(Saved entries)
----

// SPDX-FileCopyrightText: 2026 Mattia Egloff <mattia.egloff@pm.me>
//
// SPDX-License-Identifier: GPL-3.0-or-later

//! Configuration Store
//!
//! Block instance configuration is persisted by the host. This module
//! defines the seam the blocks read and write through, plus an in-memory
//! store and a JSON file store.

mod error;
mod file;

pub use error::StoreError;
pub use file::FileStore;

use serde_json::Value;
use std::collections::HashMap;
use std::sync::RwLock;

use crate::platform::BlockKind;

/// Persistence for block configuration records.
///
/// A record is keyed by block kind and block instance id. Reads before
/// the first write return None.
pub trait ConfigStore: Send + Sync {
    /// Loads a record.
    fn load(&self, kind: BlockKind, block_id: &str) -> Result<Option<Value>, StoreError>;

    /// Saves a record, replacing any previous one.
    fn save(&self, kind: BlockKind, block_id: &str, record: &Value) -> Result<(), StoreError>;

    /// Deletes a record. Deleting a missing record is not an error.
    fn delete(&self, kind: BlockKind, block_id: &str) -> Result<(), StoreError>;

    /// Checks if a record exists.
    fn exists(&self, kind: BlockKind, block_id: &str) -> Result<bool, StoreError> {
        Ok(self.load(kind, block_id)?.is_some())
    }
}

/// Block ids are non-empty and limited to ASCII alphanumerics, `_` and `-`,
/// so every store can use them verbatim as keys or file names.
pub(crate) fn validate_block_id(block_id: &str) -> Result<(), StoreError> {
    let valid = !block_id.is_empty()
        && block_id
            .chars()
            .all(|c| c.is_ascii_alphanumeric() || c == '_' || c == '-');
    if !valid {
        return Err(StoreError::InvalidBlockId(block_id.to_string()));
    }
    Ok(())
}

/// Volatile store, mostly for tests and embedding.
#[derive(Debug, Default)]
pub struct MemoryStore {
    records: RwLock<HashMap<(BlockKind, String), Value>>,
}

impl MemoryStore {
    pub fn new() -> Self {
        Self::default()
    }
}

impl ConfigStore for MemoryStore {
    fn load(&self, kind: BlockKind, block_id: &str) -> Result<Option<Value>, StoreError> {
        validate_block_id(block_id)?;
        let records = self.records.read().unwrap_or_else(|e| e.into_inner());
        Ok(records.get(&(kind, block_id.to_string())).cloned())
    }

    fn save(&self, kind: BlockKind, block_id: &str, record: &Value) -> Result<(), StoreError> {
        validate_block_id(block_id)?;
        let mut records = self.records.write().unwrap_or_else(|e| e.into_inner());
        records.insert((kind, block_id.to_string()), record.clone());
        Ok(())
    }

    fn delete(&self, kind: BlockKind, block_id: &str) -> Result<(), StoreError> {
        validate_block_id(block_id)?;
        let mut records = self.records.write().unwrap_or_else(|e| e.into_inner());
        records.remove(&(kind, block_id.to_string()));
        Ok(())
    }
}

----

- TASK STATEMENT
As the answer, set down only the lines from the data above between the one holding "use serde_json::Value;" and the one holding "-> Result<Option<Value>, StoreError>;", inclusive, exactly as they read.

- ANSWER FOR THE TASK
use serde_json::Value;
use std::collections::HashMap;
use std::sync::RwLock;

use crate::platform::BlockKind;

/// Persistence for block configuration records.
///
/// A record is keyed by block kind and block instance id. Reads before
/// the first write return None.
pub trait ConfigStore: Send + Sync {
    /// Loads a record.
    fn load(&self, kind: BlockKind, block_id: &str) -> Result<Option<Value>, StoreError>;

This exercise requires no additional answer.